■ Required work ■
Which lines of the entries below include "TcpListener"? List them all.

-- The records follows --

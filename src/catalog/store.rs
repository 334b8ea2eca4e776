use serde::{Deserialize, Serialize};
use std::collections::{HashMap, HashSet};
use std::path::Path;
use thiserror::Error;
use tracing::warn;

use crate::core::lineage::Lineage;
use crate::matching::scoring::kmer_set;

#[derive(Error, Debug)]
pub enum CatalogError {
    #[error("Failed to read catalog: {0}")]
    ReadError(#[from] std::io::Error),

    #[error("Failed to parse catalog: {0}")]
    ParseError(#[from] serde_json::Error),

    #[error("Duplicate catalog entry id: {0}")]
    DuplicateEntry(String),
}

/// Catalog version for compatibility checking
pub const CATALOG_VERSION: &str = "1.0.0";

/// Serializable catalog format
#[derive(Debug, Clone, Serialize, Deserialize)]
pub struct CatalogData {
    pub version: String,
    pub created_at: String,
    pub entries: Vec<ReferenceEntry>,
}

/// A curated reference barcode with its known lineage
#[derive(Debug, Clone, Serialize, Deserialize)]
pub struct ReferenceEntry {
    /// Unique identifier, e.g. `REF_001`
    pub id: String,

    /// Reference barcode sequence
    pub sequence: String,

    pub lineage: Lineage,

    /// Recorded habitat; used when the taxonomy resolver cannot verify it
    #[serde(default, skip_serializing_if = "Option::is_none")]
    pub is_marine: Option<bool>,

    // === Pre-computed for fast matching (populated on load) ===
    /// k-mers of the sequence
    #[serde(skip)]
    pub kmers: HashSet<u64>,
}

impl ReferenceEntry {
    pub fn new(id: impl Into<String>, sequence: impl Into<String>, lineage: Lineage) -> Self {
        let mut entry = Self {
            id: id.into(),
            sequence: sequence.into(),
            lineage,
            is_marine: None,
            kmers: HashSet::new(),
        };
        entry.rebuild_indexes();
        entry
    }

    #[must_use]
    pub fn with_habitat(mut self, is_marine: bool) -> Self {
        self.is_marine = Some(is_marine);
        self
    }

    /// Rebuild the k-mer set after modifying the sequence
    pub fn rebuild_indexes(&mut self) {
        self.kmers = kmer_set(&self.sequence);
    }
}

/// The reference catalog with an id index
#[derive(Debug)]
pub struct ReferenceCatalog {
    /// All entries, in catalog order (the order breaks similarity ties)
    pub entries: Vec<ReferenceEntry>,

    /// Date the catalog was curated
    pub created_at: String,

    /// Index: entry ID -> index in entries vec
    id_to_index: HashMap<String, usize>,
}

impl ReferenceCatalog {
    /// Create an empty catalog
    pub fn new() -> Self {
        Self {
            entries: Vec::new(),
            created_at: String::new(),
            id_to_index: HashMap::new(),
        }
    }

    /// Load the embedded default catalog
    pub fn load_embedded() -> Result<Self, CatalogError> {
        // Embedded at compile time, validated by build.rs
        const EMBEDDED_CATALOG: &str = include_str!("../../catalogs/reference_sequences.json");
        Self::from_json(EMBEDDED_CATALOG)
    }

    /// Load catalog from a JSON file
    pub fn load_from_file(path: &Path) -> Result<Self, CatalogError> {
        let content = std::fs::read_to_string(path)?;
        Self::from_json(&content)
    }

    /// Parse catalog from JSON string
    pub fn from_json(json: &str) -> Result<Self, CatalogError> {
        let data: CatalogData = serde_json::from_str(json)?;

        // Version check (warn but don't fail)
        if data.version != CATALOG_VERSION {
            warn!(
                "Catalog version mismatch (expected {}, found {})",
                CATALOG_VERSION, data.version
            );
        }

        let mut catalog = Self::new();
        catalog.created_at = data.created_at;
        for mut entry in data.entries {
            entry.rebuild_indexes();
            catalog.add_entry(entry)?;
        }

        Ok(catalog)
    }

    /// Add an entry to the end of the catalog
    pub fn add_entry(&mut self, entry: ReferenceEntry) -> Result<(), CatalogError> {
        if self.id_to_index.contains_key(&entry.id) {
            return Err(CatalogError::DuplicateEntry(entry.id));
        }

        self.id_to_index.insert(entry.id.clone(), self.entries.len());
        self.entries.push(entry);
        Ok(())
    }

    /// Get an entry by ID
    pub fn get(&self, id: &str) -> Option<&ReferenceEntry> {
        self.id_to_index.get(id).map(|&idx| &self.entries[idx])
    }

    /// Export catalog to JSON
    pub fn to_json(&self) -> Result<String, CatalogError> {
        let data = CatalogData {
            version: CATALOG_VERSION.to_string(),
            created_at: self.created_at.clone(),
            entries: self.entries.clone(),
        };
        Ok(serde_json::to_string_pretty(&data)?)
    }

    /// Number of entries in catalog
    pub fn len(&self) -> usize {
        self.entries.len()
    }

    /// Check if catalog is empty
    pub fn is_empty(&self) -> bool {
        self.entries.is_empty()
    }
}

impl Default for ReferenceCatalog {
    fn default() -> Self {
        Self::new()
    }
}
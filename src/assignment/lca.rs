use std::collections::BTreeSet;

use crate::core::lineage::{Lineage, TaxonomicAssignment};
use crate::core::types::Rank;

/// Lowest common ancestor of a set of lineages.
///
/// Ranks are walked top-down. A rank shared by every lineage that sets it is
/// kept; the walk stops at the first rank where lineages disagree. Ranks that
/// no lineage sets are skipped. A single lineage is returned unchanged and an
/// empty input yields an empty lineage.
pub fn lineage_lca<'l, I>(lineages: I) -> Lineage
where
    I: IntoIterator<Item = &'l Lineage>,
{
    let lineages: Vec<&Lineage> = lineages.into_iter().collect();
    match lineages.as_slice() {
        [] => return Lineage::default(),
        [single] => return (*single).clone(),
        _ => {}
    }

    let mut consensus = Lineage::default();
    for rank in Rank::ALL {
        let distinct: BTreeSet<&str> = lineages.iter().filter_map(|l| l.get(rank)).collect();
        let mut values = distinct.into_iter();
        match (values.next(), values.next()) {
            (Some(value), None) => consensus.set(rank, value),
            (Some(_), Some(_)) => break,
            (None, _) => {}
        }
    }
    consensus
}

/// Lowest common ancestor of the lineages of several candidate assignments
pub fn lowest_common_ancestor(assignments: &[TaxonomicAssignment]) -> Lineage {
    lineage_lca(assignments.iter().map(|a| &a.lineage))
}
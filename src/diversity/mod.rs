//! Biodiversity statistics from per-sample abundance tables.
//!
//! - [`alpha`]: richness, Shannon, Simpson, Pielou evenness, Berger-Parker, Chao1
//! - [`beta`]: Bray-Curtis, Jaccard, Sorensen and the pairwise sample matrix
//! - [`rarefaction`]: bootstrap richness curves with an injected RNG
//!
//! All functions are pure. Empty samples produce zero-valued indices and
//! empty curves rather than errors.

pub mod alpha;
pub mod beta;
pub mod rarefaction;

pub use alpha::{alpha_diversity, alpha_diversity_all, AlphaDiversity};
pub use beta::{beta_diversity, bray_curtis, pairwise_beta_diversity, BetaDiversity};
pub use rarefaction::{
    rarefaction_curve, rarefaction_curves, RarefactionConfig, RarefactionCurve, RarefactionPoint,
};
//! Discord bridge runtime that drives the gateway session and fan-out delivery.

use std::{path::PathBuf, time::Duration};

use anyhow::{bail, Context, Result};
use futures_util::StreamExt;
use serde::Deserialize;
use serde_json::{json, Value};
use tokio::sync::mpsc;
use tokio_tungstenite::{connect_async, tungstenite::Message as WsMessage};

use herald_state::{ControlAction, ControlOutcome, ControlRequest, SharedNotifyState};

const GATEWAY_VERSION: u8 = 10;

// GUILDS | GUILD_MEMBERS | GUILD_MESSAGES | DIRECT_MESSAGES | MESSAGE_CONTENT
const GATEWAY_INTENTS: u64 = (1 << 0) | (1 << 1) | (1 << 9) | (1 << 12) | (1 << 15);

const OP_DISPATCH: u8 = 0;
const OP_HEARTBEAT: u8 = 1;
const OP_IDENTIFY: u8 = 2;
const OP_RECONNECT: u8 = 7;
const OP_INVALID_SESSION: u8 = 9;
const OP_HELLO: u8 = 10;
const OP_HEARTBEAT_ACK: u8 = 11;

const ADMINISTRATOR_PERMISSION: u64 = 1 << 3;

const PERMISSION_DENIED_REPLY: &str = "Admins only.";
const STATE_WRITE_FAILED_REPLY: &str = "State could not be saved. Try again later.";

#[derive(Clone)]
/// Runtime configuration for the Discord bridge loop.
pub struct DiscordBridgeRuntimeConfig {
    pub state_dir: PathBuf,
    pub api_base: String,
    pub bot_token: String,
    pub command_prefix: String,
    pub request_timeout_ms: u64,
    pub retry_max_attempts: usize,
    pub retry_base_delay_ms: u64,
    pub reconnect_delay: Duration,
}

mod delivery_log;
mod discord_api_client;
mod discord_command_helpers;
mod discord_render_helpers;
mod fanout;

use delivery_log::{DeliveryLogRecord, JsonlDeliveryLog};
use discord_api_client::DiscordApiClient;
use discord_command_helpers::{command_usage, parse_embed_payload, parse_notify_command};
use discord_render_helpers::{render_status_report, render_tracked_groups};
use fanout::{deliver, resolve_recipients, tracked_member_count};

#[derive(Debug, Clone, Deserialize)]
struct GatewayEnvelope {
    op: u8,
    #[serde(default)]
    d: Value,
    #[serde(default)]
    s: Option<u64>,
    #[serde(default)]
    t: Option<String>,
}

#[derive(Debug, Clone, Deserialize)]
struct GatewayHelloPayload {
    heartbeat_interval: u64,
}

#[derive(Debug, Clone, Deserialize)]
struct GatewayReadyPayload {
    user: DiscordUserRef,
    #[serde(default)]
    guilds: Vec<Value>,
}

#[derive(Debug, Clone, Deserialize)]
struct DiscordUserRef {
    id: String,
    #[serde(default)]
    username: String,
    #[serde(default)]
    bot: bool,
}

#[derive(Debug, Clone, Deserialize)]
struct DiscordAttachment {
    #[serde(default)]
    filename: String,
    url: String,
}

#[derive(Debug, Clone, Deserialize)]
struct DiscordMessageEvent {
    channel_id: String,
    #[serde(default)]
    guild_id: Option<String>,
    author: DiscordUserRef,
    #[serde(default)]
    content: String,
    #[serde(default)]
    attachments: Vec<DiscordAttachment>,
}

#[derive(Debug, Clone, PartialEq, Eq)]
enum NotifyCommand {
    Subscribe,
    Unsubscribe,
    SetMessage { text: String },
    Preview,
    Announce,
    AddGroup { name: String },
    RemoveGroup { name: String },
    ListGroups,
    Status,
    Embed { json: Option<String> },
    Help,
    Invalid { message: String },
}

#[derive(Debug, Clone, Copy, PartialEq, Eq)]
enum SessionEnd {
    Shutdown,
    Reconnect,
}

#[derive(Debug, Clone, Copy, PartialEq, Eq)]
enum GatewayStep {
    Continue,
    Resync,
}

/// Runs the Discord bridge loop until shutdown is requested.
pub async fn run_discord_bridge(
    config: DiscordBridgeRuntimeConfig,
    state: SharedNotifyState,
    mut control_rx: mpsc::Receiver<ControlRequest>,
) -> Result<()> {
    let mut runtime = DiscordBridgeRuntime::new(config, state)?;
    runtime.run(&mut control_rx).await
}

struct DiscordBridgeRuntime {
    config: DiscordBridgeRuntimeConfig,
    api_client: DiscordApiClient,
    state: SharedNotifyState,
    delivery_log: JsonlDeliveryLog,
    sequence: Option<u64>,
}
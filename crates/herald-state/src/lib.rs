//! Persistent notify state and the cross-context control bridge.
//!
//! Hosts the three durable documents behind the fan-out service (event
//! message, opted-in users, tracked role names), the shared in-process view
//! of them, and the typed request channel the HTTP surface uses to reach the
//! gateway loop.

pub mod control_bridge;
pub mod notify_state;

pub use control_bridge::{
    control_channel, BridgeError, ControlAction, ControlBridge, ControlOutcome, ControlRequest,
};
pub use notify_state::{
    DirectorySnapshot, NotifyStateStore, SharedNotifyState, DEFAULT_EVENT_MESSAGE,
    DEFAULT_TRACKED_GROUP,
};
//! Reply rendering and text-bounding helpers for the Discord bridge.

pub(super) fn render_status_report(guild_count: usize, opted_in_count: usize) -> String {
    [
        "Herald status".to_string(),
        format!("Servers: {guild_count}"),
        format!("Opted-in users: {opted_in_count}"),
        "Online: yes".to_string(),
    ]
    .join("\n")
}

pub(super) fn render_tracked_groups(groups: &[String]) -> String {
    if groups.is_empty() {
        return "No roles are currently set to receive DMs.".to_string();
    }
    format!("Roles to be DMed:\n{}", groups.join("\n"))
}

pub(super) fn truncate_for_discord(text: &str, max_chars: usize) -> String {
    truncate_chars(text, max_chars)
}

pub(super) fn truncate_for_error(text: &str, max_chars: usize) -> String {
    truncate_chars(text.trim(), max_chars)
}

fn truncate_chars(text: &str, max_chars: usize) -> String {
    if text.chars().count() <= max_chars {
        return text.to_string();
    }
    let keep = max_chars.saturating_sub(3);
    let mut truncated = text.chars().take(keep).collect::<String>();
    truncated.push_str("...");
    truncated
}
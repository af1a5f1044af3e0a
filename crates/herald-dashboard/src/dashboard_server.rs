//! Dashboard server bootstrap, action handling, and page rendering.

use std::{net::SocketAddr, sync::Arc, time::Duration};

use anyhow::{Context, Result};
use axum::{
    extract::{Form, State},
    response::Html,
    routing::get,
    Router,
};
use serde::Deserialize;
use tokio::net::TcpListener;

use herald_state::{ControlAction, ControlBridge, ControlOutcome, SharedNotifyState};

/// Configuration for the dashboard HTTP server.
pub struct DashboardServerConfig {
    pub bind: String,
    /// How long a `send` action waits for the delivery loop before the page
    /// reports failure. The underlying fan-out is not cancelled on timeout.
    pub bridge_wait: Duration,
    pub state: SharedNotifyState,
    pub bridge: ControlBridge,
}

#[derive(Clone)]
struct DashboardContext {
    state: SharedNotifyState,
    bridge: ControlBridge,
    bridge_wait: Duration,
}

#[derive(Debug, Default, Deserialize)]
struct DashboardForm {
    #[serde(default)]
    action: Option<String>,
    #[serde(default)]
    event_message: Option<String>,
}

/// Runs the dashboard server until ctrl_c.
pub async fn run_dashboard_server(config: DashboardServerConfig) -> Result<()> {
    let bind_addr = config
        .bind
        .parse::<SocketAddr>()
        .with_context(|| format!("invalid dashboard bind address '{}'", config.bind))?;
    let listener = TcpListener::bind(bind_addr)
        .await
        .with_context(|| format!("failed to bind dashboard server on {bind_addr}"))?;
    let local_addr = listener
        .local_addr()
        .context("failed to resolve bound dashboard address")?;
    println!("dashboard server listening: addr={local_addr}");

    let context = Arc::new(DashboardContext {
        state: config.state,
        bridge: config.bridge,
        bridge_wait: config.bridge_wait,
    });
    let app = build_dashboard_router(context);
    axum::serve(listener, app)
        .with_graceful_shutdown(async {
            let _ = tokio::signal::ctrl_c().await;
        })
        .await
        .context("dashboard server exited unexpectedly")
}

fn build_dashboard_router(context: Arc<DashboardContext>) -> Router {
    Router::new()
        .route("/", get(handle_dashboard_get).post(handle_dashboard_post))
        .with_state(context)
}

async fn handle_dashboard_get(State(context): State<Arc<DashboardContext>>) -> Html<String> {
    Html(render_current_state(&context, String::new()))
}

async fn handle_dashboard_post(
    State(context): State<Arc<DashboardContext>>,
    Form(form): Form<DashboardForm>,
) -> Html<String> {
    let outcome = apply_dashboard_action(&context, form).await;
    Html(render_current_state(&context, outcome))
}

async fn apply_dashboard_action(context: &DashboardContext, form: DashboardForm) -> String {
    match form.action.as_deref() {
        Some("save") => {
            let message = form.event_message.unwrap_or_default();
            match context.state.set_event_message(&message) {
                Ok(()) => "Saved!".to_string(),
                Err(error) => {
                    eprintln!("dashboard failed to persist event message: {error:#}");
                    "Failed to save.".to_string()
                }
            }
        }
        Some("preview") => {
            // Fire-and-forget: the page reports submission, not delivery.
            if let Err(error) = context.bridge.dispatch(ControlAction::PreviewToOwner).await {
                eprintln!("dashboard preview dispatch failed: {error}");
            }
            "Preview sent.".to_string()
        }
        Some("send") => {
            match context
                .bridge
                .submit(ControlAction::Announce, context.bridge_wait)
                .await
            {
                Ok(ControlOutcome::Announced { delivered }) => {
                    format!("Sent to {delivered} users.")
                }
                Ok(ControlOutcome::Failed { reason }) => {
                    eprintln!("dashboard send reported failure: {reason}");
                    "Failed to send.".to_string()
                }
                Ok(ControlOutcome::PreviewSent) => "Failed to send.".to_string(),
                Err(error) => {
                    eprintln!("dashboard send failed: {error}");
                    "Failed to send.".to_string()
                }
            }
        }
        _ => String::new(),
    }
}

fn render_current_state(context: &DashboardContext, outcome: String) -> String {
    let message = context.state.event_message().unwrap_or_else(|error| {
        eprintln!("dashboard failed to read event message: {error:#}");
        String::new()
    });
    let opted_in_count = context.state.opted_in_count().unwrap_or(0);
    let snapshot = context.state.directory_snapshot().unwrap_or_default();
    render_dashboard_page(
        &message,
        &outcome,
        opted_in_count,
        snapshot.tracked_member_count,
    )
}

fn render_dashboard_page(
    event_message: &str,
    outcome: &str,
    opted_in_count: usize,
    tracked_member_count: usize,
) -> String {
    format!(
        r#"<!doctype html>
<html lang="en">
<head>
  <meta charset="utf-8" />
  <meta name="viewport" content="width=device-width, initial-scale=1" />
  <title>Herald Dashboard</title>
  <style>
    :root {{
      color-scheme: light;
      font-family: "Segoe UI", sans-serif;
    }}
    body {{
      margin: 0;
      background: #f4f6f8;
      color: #13232f;
    }}
    .container {{
      max-width: 720px;
      margin: 0 auto;
      padding: 1.5rem;
    }}
    h1 {{
      margin: 0 0 1rem 0;
      font-size: 1.5rem;
    }}
    .panel {{
      background: #ffffff;
      border: 1px solid #d2dde6;
      border-radius: 12px;
      padding: 1rem;
    }}
    textarea {{
      width: 100%;
      box-sizing: border-box;
      min-height: 110px;
      border: 1px solid #b8c9d6;
      border-radius: 8px;
      padding: 0.55rem 0.7rem;
      font-size: 0.95rem;
      resize: vertical;
    }}
    .actions {{
      display: flex;
      gap: 0.5rem;
      margin-top: 0.8rem;
    }}
    button {{
      border: 0;
      border-radius: 8px;
      background: #0f7d5f;
      color: #ffffff;
      padding: 0.55rem 0.9rem;
      font-weight: 600;
      cursor: pointer;
    }}
    .outcome {{
      margin-top: 0.8rem;
      color: #375062;
    }}
    .stats {{
      margin-top: 1rem;
      color: #3a4f5f;
    }}
  </style>
</head>
<body>
  <div class="container">
    <h1>Herald Dashboard</h1>
    <div class="panel">
      <form method="POST">
        <textarea name="event_message">{message}</textarea>
        <div class="actions">
          <button name="action" value="save">Save</button>
          <button name="action" value="preview">Preview to Owner</button>
          <button name="action" value="send">Send to All</button>
        </div>
      </form>
      <p class="outcome">{outcome}</p>
      <hr />
      <p class="stats">Opted-in users: {opted_in_count}</p>
      <p class="stats">Users with tracked roles: {tracked_member_count}</p>
    </div>
  </div>
</body>
</html>
"#,
        message = html_escape(event_message),
        outcome = html_escape(outcome),
        opted_in_count = opted_in_count,
        tracked_member_count = tracked_member_count,
    )
}

fn html_escape(text: &str) -> String {
    text.replace('&', "&amp;")
        .replace('<', "&lt;")
        .replace('>', "&gt;")
        .replace('"', "&quot;")
}

#[cfg(test)]
mod tests;
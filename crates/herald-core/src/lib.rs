//! Foundational low-level utilities shared across Herald crates.
//!
//! Provides atomic file-write helpers and time utilities used by notify-state
//! persistence and delivery logging.

pub mod atomic_io;
pub mod time_utils;

pub use atomic_io::write_text_atomic;
pub use time_utils::{current_unix_timestamp, current_unix_timestamp_ms};

#[cfg(test)]
mod tests {
    use std::fs::read_to_string;

    use super::*;

    #[test]
    fn time_utils_round_trip_bounds() {
        let now_s = current_unix_timestamp();
        let now_ms = current_unix_timestamp_ms();
        let now_ms_s = now_ms / 1_000;
        assert!(now_ms_s >= now_s);
        assert!(now_ms_s <= now_s.saturating_add(1));
    }

    #[test]
    fn write_text_atomic_writes_content() {
        let tempdir = tempfile::tempdir().expect("tempdir");
        let path = tempdir.path().join("sample.json");
        write_text_atomic(&path, "{\"message\":\"hello\"}").expect("write");
        let contents = read_to_string(&path).expect("read");
        assert_eq!(contents, "{\"message\":\"hello\"}");
    }

    #[test]
    fn write_text_atomic_replaces_existing_content() {
        let tempdir = tempfile::tempdir().expect("tempdir");
        let path = tempdir.path().join("sample.json");
        write_text_atomic(&path, "first").expect("first write");
        write_text_atomic(&path, "second").expect("second write");
        let contents = read_to_string(&path).expect("read");
        assert_eq!(contents, "second");
    }
}
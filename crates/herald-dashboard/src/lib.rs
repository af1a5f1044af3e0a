//! HTTP dashboard for the Herald fan-out service.
//!
//! Renders the current event message and recipient counts as an HTML form and
//! translates save/preview/send actions into state mutations or control-bridge
//! requests. This surface never talks to the chat provider directly.

pub mod dashboard_server;

pub use dashboard_server::{run_dashboard_server, DashboardServerConfig};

-- The records concluded --

■ Solution below ■
use tokio::net::TcpListener;
    let listener = TcpListener::bind(bind_addr)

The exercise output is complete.